Records to process:

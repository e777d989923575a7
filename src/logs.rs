use colored::Colorize;
use core::fmt;
use std::{
    io,
    sync::{Arc, Mutex, PoisonError},
};

pub const DEFAULT_LOG_CAPACITY: usize = 4096;

/// Messages a handler wrote through its context logger, bounded in bytes.
#[derive(Debug)]
pub struct LogStream {
    lines: Vec<String>,
    capacity: usize, // in bytes
    current_bytesize: usize,
}

impl Default for LogStream {
    fn default() -> Self {
        Self::with_capacity(DEFAULT_LOG_CAPACITY)
    }
}

impl fmt::Display for LogStream {
    fn fmt(&self, f: &mut fmt::Formatter<'_>) -> fmt::Result {
        for line in &self.lines {
            write!(f, "{line}")?;
        }
        Ok(())
    }
}

impl LogStream {
    #[must_use]
    pub fn with_capacity(capacity: usize) -> Self {
        Self {
            lines: Vec::new(),
            capacity,
            current_bytesize: 0,
        }
    }

    /// Appends `message`, cutting it at the nearest char boundary once the
    /// capacity is reached. Everything after the cut is dropped.
    pub fn append(&mut self, message: &str) {
        if message.is_empty() || self.is_full() {
            return;
        }

        let (truncated, kept) =
            truncate_to_char_boundary(message, self.capacity - self.current_bytesize);
        let mut line = kept.to_string();
        self.current_bytesize += line.len();
        if truncated {
            line.push_str("...[TRUNCATED]".red().to_string().as_str());
            self.current_bytesize = self.capacity;
        }

        self.lines.push(line);
    }

    fn is_full(&self) -> bool {
        self.current_bytesize >= self.capacity
    }

    #[must_use]
    pub fn last_message(&self) -> Option<&str> {
        self.lines.last().map(String::as_str)
    }
}

// truncate `&str` to length at most equal to `max`
// return `true` if it were truncated, and the new str.
fn truncate_to_char_boundary(s: &str, mut max: usize) -> (bool, &str) {
    if max >= s.len() {
        (false, s)
    } else {
        while !s.is_char_boundary(max) {
            max -= 1;
        }
        (true, &s[..max])
    }
}

pub(crate) type SharedLogStream = Arc<Mutex<LogStream>>;

/// Handle to the invocation's log buffer, returned by
/// [`InvocationContext::logger`](crate::InvocationContext::logger).
#[derive(Debug, Clone)]
pub struct ContextLogger {
    stream: SharedLogStream,
}

impl ContextLogger {
    pub(crate) fn new(stream: SharedLogStream) -> Self {
        Self { stream }
    }

    /// Appends `message` followed by a newline.
    pub fn log(&self, message: impl AsRef<str>) {
        let mut stream = self.stream.lock().unwrap_or_else(PoisonError::into_inner);
        stream.append(message.as_ref());
        stream.append("\n");
    }
}

impl io::Write for ContextLogger {
    fn write(&mut self, buf: &[u8]) -> io::Result<usize> {
        self.stream
            .lock()
            .unwrap_or_else(PoisonError::into_inner)
            .append(&String::from_utf8_lossy(buf));
        Ok(buf.len())
    }

    fn flush(&mut self) -> io::Result<()> {
        Ok(())
    }
}

#[cfg(test)]
mod tests {
    use super::*;
    use std::io::Write;

    #[test]
    fn test_bounded_log() {
        let mut bounded_log = LogStream::with_capacity(15);
        bounded_log.append("hello world");
        assert_eq!(Some("hello world"), bounded_log.last_message());
    }

    #[test]
    fn test_bounded_log_when_truncated() {
        let mut bounded_log = LogStream::with_capacity(10);
        bounded_log.append("hello world");
        let truncation_message = "...[TRUNCATED]".red().to_string();
        assert_eq!(
            Some(format!("hello worl{}", truncation_message).as_str()),
            bounded_log.last_message()
        );

        bounded_log.append("dropped");
        assert_eq!(1, bounded_log.lines.len());
    }

    #[test]
    fn test_bounded_log_when_truncated_nearest_valid_utf8() {
        let mut bounded_log = LogStream::with_capacity(15);
        bounded_log.append("✌️✌️✌️"); // ✌️ is 6 bytes, ✌ is 3;
        let truncation_message = "...[TRUNCATED]".red().to_string();
        assert_eq!(
            Some(format!("✌\u{fe0f}✌\u{fe0f}✌{}", truncation_message).as_str()),
            bounded_log.last_message()
        );
    }

    #[test]
    fn test_logger_appends_lines() {
        let stream = SharedLogStream::default();
        let mut logger = ContextLogger::new(stream.clone());

        logger.log("loading function");
        write!(logger, "value1 = {}", "value1").unwrap();

        assert_eq!(
            "loading function\nvalue1 = value1",
            stream.lock().unwrap().to_string()
        );
    }
}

Work task: Transcribe the records exactly as they appear.

Written solution:
repository e777d989923575a7
filename src/logs.rs
use colored::Colorize;
use core::fmt;
use std::{
    io,
    sync::{Arc, Mutex, PoisonError},
};

pub const DEFAULT_LOG_CAPACITY: usize = 4096;

/// Messages a handler wrote through its context logger, bounded in bytes.
#[derive(Debug)]
pub struct LogStream {
    lines: Vec<String>,
    capacity: usize, // in bytes
    current_bytesize: usize,
}

impl Default for LogStream {
    fn default() -> Self {
        Self::with_capacity(DEFAULT_LOG_CAPACITY)
    }
}

impl fmt::Display for LogStream {
    fn fmt(&self, f: &mut fmt::Formatter<'_>) -> fmt::Result {
        for line in &self.lines {
            write!(f, "{line}")?;
        }
        Ok(())
    }
}

impl LogStream {
    #[must_use]
    pub fn with_capacity(capacity: usize) -> Self {
        Self {
            lines: Vec::new(),
            capacity,
            current_bytesize: 0,
        }
    }

    /// Appends `message`, cutting it at the nearest char boundary once the
    /// capacity is reached. Everything after the cut is dropped.
    pub fn append(&mut self, message: &str) {
        if message.is_empty() || self.is_full() {
            return;
        }

        let (truncated, kept) =
            truncate_to_char_boundary(message, self.capacity - self.current_bytesize);
        let mut line = kept.to_string();
        self.current_bytesize += line.len();
        if truncated {
            line.push_str("...[TRUNCATED]".red().to_string().as_str());
            self.current_bytesize = self.capacity;
        }

        self.lines.push(line);
    }

    fn is_full(&self) -> bool {
        self.current_bytesize >= self.capacity
    }

    #[must_use]
    pub fn last_message(&self) -> Option<&str> {
        self.lines.last().map(String::as_str)
    }
}

// truncate `&str` to length at most equal to `max`
// return `true` if it were truncated, and the new str.
fn truncate_to_char_boundary(s: &str, mut max: usize) -> (bool, &str) {
    if max >= s.len() {
        (false, s)
    } else {
        while !s.is_char_boundary(max) {
            max -= 1;
        }
        (true, &s[..max])
    }
}

pub(crate) type SharedLogStream = Arc<Mutex<LogStream>>;

/// Handle to the invocation's log buffer, returned by
/// [`InvocationContext::logger`](crate::InvocationContext::logger).
#[derive(Debug, Clone)]
pub struct ContextLogger {
    stream: SharedLogStream,
}

impl ContextLogger {
    pub(crate) fn new(stream: SharedLogStream) -> Self {
        Self { stream }
    }

    /// Appends `message` followed by a newline.
    pub fn log(&self, message: impl AsRef<str>) {
        let mut stream = self.stream.lock().unwrap_or_else(PoisonError::into_inner);
        stream.append(message.as_ref());
        stream.append("\n");
    }
}

impl io::Write for ContextLogger {
    fn write(&mut self, buf: &[u8]) -> io::Result<usize> {
        self.stream
            .lock()
            .unwrap_or_else(PoisonError::into_inner)
            .append(&String::from_utf8_lossy(buf));
        Ok(buf.len())
    }

    fn flush(&mut self) -> io::Result<()> {
        Ok(())
    }
}

#[cfg(test)]
mod tests {
    use super::*;
    use std::io::Write;

    #[test]
    fn test_bounded_log() {
        let mut bounded_log = LogStream::with_capacity(15);
        bounded_log.append("hello world");
        assert_eq!(Some("hello world"), bounded_log.last_message());
    }

    #[test]
    fn test_bounded_log_when_truncated() {
        let mut bounded_log = LogStream::with_capacity(10);
        bounded_log.append("hello world");
        let truncation_message = "...[TRUNCATED]".red().to_string();
        assert_eq!(
            Some(format!("hello worl{}", truncation_message).as_str()),
            bounded_log.last_message()
        );

        bounded_log.append("dropped");
        assert_eq!(1, bounded_log.lines.len());
    }

    #[test]
    fn test_bounded_log_when_truncated_nearest_valid_utf8() {
        let mut bounded_log = LogStream::with_capacity(15);
        bounded_log.append("✌️✌️✌️"); // ✌️ is 6 bytes, ✌ is 3;
        let truncation_message = "...[TRUNCATED]".red().to_string();
        assert_eq!(
            Some(format!("✌\u{fe0f}✌\u{fe0f}✌{}", truncation_message).as_str()),
            bounded_log.last_message()
        );
    }

    #[test]
    fn test_logger_appends_lines() {
        let stream = SharedLogStream::default();
        let mut logger = ContextLogger::new(stream.clone());

        logger.log("loading function");
        write!(logger, "value1 = {}", "value1").unwrap();

        assert_eq!(
            "loading function\nvalue1 = value1",
            stream.lock().unwrap().to_string()
        );
    }
}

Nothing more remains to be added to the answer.